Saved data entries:
--- --- ---

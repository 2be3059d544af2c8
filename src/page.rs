//! Browser page capability interface and CSS style parsing.
//!
//! The engine never talks to a concrete browser library; it depends on the
//! small [`PageDriver`] surface below, implemented once per automation
//! backend (top-level page and captcha iframe get distinct handles instead
//! of a mutable swap of one reference).

use crate::error::{Result, TuringError};
use regex::Regex;
use std::time::Duration;

/// Selector of the captcha iframe on the host page.
pub const CAPTCHA_FRAME_SELECTOR: &str = "iframe[src*='turing.captcha']";
/// Element that must exist inside the frame before the challenge is usable.
pub const CAPTCHA_READY_SELECTOR: &str = "div.tc-captcha";

/// Minimal browser capabilities the engine needs.
///
/// All methods operate on CSS selectors. `frame` returns a handle scoped to
/// the matched iframe's document; selectors passed to that handle resolve
/// inside the frame.
#[allow(async_fn_in_trait)]
pub trait PageDriver: Sized {
    /// Wait up to `timeout` for a matching element. Returns `false` on
    /// timeout rather than erroring.
    async fn exists(&self, selector: &str, timeout: Duration) -> Result<bool>;

    /// Attribute value of the first matching element.
    async fn attr(&self, selector: &str, name: &str) -> Result<Option<String>>;

    /// Attribute values of every matching element, in document order.
    async fn attr_all(&self, selector: &str, name: &str) -> Result<Vec<String>>;

    /// Click the first matching element. Err if nothing matches.
    async fn click(&self, selector: &str) -> Result<()>;

    /// Run a script in the page and return its completion value.
    async fn run_script(&self, script: &str) -> Result<serde_json::Value>;

    /// Handle scoped to the first matching iframe, if present.
    async fn frame(&self, selector: &str) -> Result<Option<Self>>;
}

/// Wait for the captcha iframe to appear and its content to load, returning
/// a driver handle scoped to the frame.
///
/// Returns `Ok(None)` when no captcha is present within the timeout; the
/// caller treats that as "nothing to solve".
pub async fn find_captcha_frame<P: PageDriver>(
    page: &P,
    timeout: Duration,
) -> Result<Option<P>> {
    if !page.exists(CAPTCHA_FRAME_SELECTOR, timeout).await? {
        tracing::debug!("no captcha iframe on page");
        return Ok(None);
    }
    let frame = match page.frame(CAPTCHA_FRAME_SELECTOR).await? {
        Some(f) => f,
        None => {
            return Err(TuringError::Driver(
                "captcha iframe found but frame handle unavailable".into(),
            ))
        }
    };
    if !frame
        .exists(CAPTCHA_READY_SELECTOR, Duration::from_secs(5))
        .await?
    {
        tracing::warn!("captcha iframe present but content never became ready");
        return Ok(None);
    }
    Ok(Some(frame))
}

/// Extract the url(...) target from a CSS style string.
pub fn style_url(style: &str) -> Result<Option<String>> {
    let re = Regex::new(r#"url\(["']?(.*?)["']?\)"#)?;
    Ok(re
        .captures(style)
        .and_then(|c| c.get(1))
        .map(|m| m.as_str().to_string()))
}

/// Extract `width: ...px` from a CSS style string.
pub fn style_width(style: &str) -> Result<Option<f64>> {
    style_px(style, "width")
}

/// Extract `height: ...px` from a CSS style string.
pub fn style_height(style: &str) -> Result<Option<f64>> {
    style_px(style, "height")
}

fn style_px(style: &str, prop: &str) -> Result<Option<f64>> {
    let re = Regex::new(&format!(r"(?:^|[^-\w]){}:\s*([\d.]+)px", prop))?;
    Ok(re
        .captures(style)
        .and_then(|c| c.get(1))
        .and_then(|m| m.as_str().parse::<f64>().ok()))
}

--- --- ---

--- ASSIGNED TASK ---
All lines from the one that holds "iframe present but" to the end of the entries above must be transcribed exactly, both ends included, and no others.

--- SOLUTION ---
        tracing::warn!("captcha iframe present but content never became ready");
        return Ok(None);
    }
    Ok(Some(frame))
}

/// Extract the url(...) target from a CSS style string.
pub fn style_url(style: &str) -> Result<Option<String>> {
    let re = Regex::new(r#"url\(["']?(.*?)["']?\)"#)?;
    Ok(re
        .captures(style)
        .and_then(|c| c.get(1))
        .map(|m| m.as_str().to_string()))
}

/// Extract `width: ...px` from a CSS style string.
pub fn style_width(style: &str) -> Result<Option<f64>> {
    style_px(style, "width")
}

/// Extract `height: ...px` from a CSS style string.
pub fn style_height(style: &str) -> Result<Option<f64>> {
    style_px(style, "height")
}

fn style_px(style: &str, prop: &str) -> Result<Option<f64>> {
    let re = Regex::new(&format!(r"(?:^|[^-\w]){}:\s*([\d.]+)px", prop))?;
    Ok(re
        .captures(style)
        .and_then(|c| c.get(1))
        .and_then(|m| m.as_str().parse::<f64>().ok()))
}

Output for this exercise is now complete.